Frank blinked. “What money?”

“Everything you stashed at your mother’s house.”

“In your car? The Corvette?”

“Yes. That’s what I said, isn’t it?”

“And where is your car?”

“Out front.”

“With ten million dollars in it?”

She shrugged. “I guess. I didn’t stop to count it.” He climbed out of bed; he was weaving, but his concern and anger fueled him. “Are you crazy, woman? We gotta get that cash back to Teaneck. Who went with you?”

“Nobody.”

She was at the dresser getting stuff from drawers and he could look over her shoulder into the mirror at her — not that her eyes met his that often.

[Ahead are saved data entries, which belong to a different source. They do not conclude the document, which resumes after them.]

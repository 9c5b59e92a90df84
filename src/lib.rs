//! Scorekeeping and arithmetic companion for tabletop card duels.
//!
//! Two rows of value cards summed live, a keypad calculator for entering
//! arithmetic, and a points screen tracking up to ten players. All feature
//! state sits behind pure MVI reducers in [`ui`]; [`eval`] holds the
//! arithmetic evaluator the calculator confirms through.

pub mod config;
pub mod eval;
pub mod logging;
pub mod ui;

He said, “You went out driving around without security? After what went down out there?... Doc’ll take you back.”

She had one bag packed and started on another. “We’re not going to Teaneck. We’re going to the airport.”

“The airport.”

“We’re leaving the country.”

“To where? No, we are not leaving the country.”

She turned to him and her eyes were wild. “Frank, Charlie’s dead. And they tried to kill us. What else has to happen before you come to your senses? We have all the money we could ever—”

He took her into his arms and held her close and calmed her like a child. “Come on now, baby. Everything’s gonna be fine.”

She wasn’t crying, but she was close; and when her breathing slowed, he asked her, “Where are we going, anyway? Spain? China? Which fuckin’ place is it to be, girl?”

Her chin got crinkly. “We can go anywhere we want. We can live anywhere.”

“We can run and hide,” Frank said, “is what you’re saying.”

“You make it sound—”

“Like something I would never under any circumstance do. Listen, baby — this is where I’m from. This is where my business is. Where my family is, my mother. This penthouse, this is my place, our place, too.”

Tears pearled her eyelashes. “I’m scared, Frank.”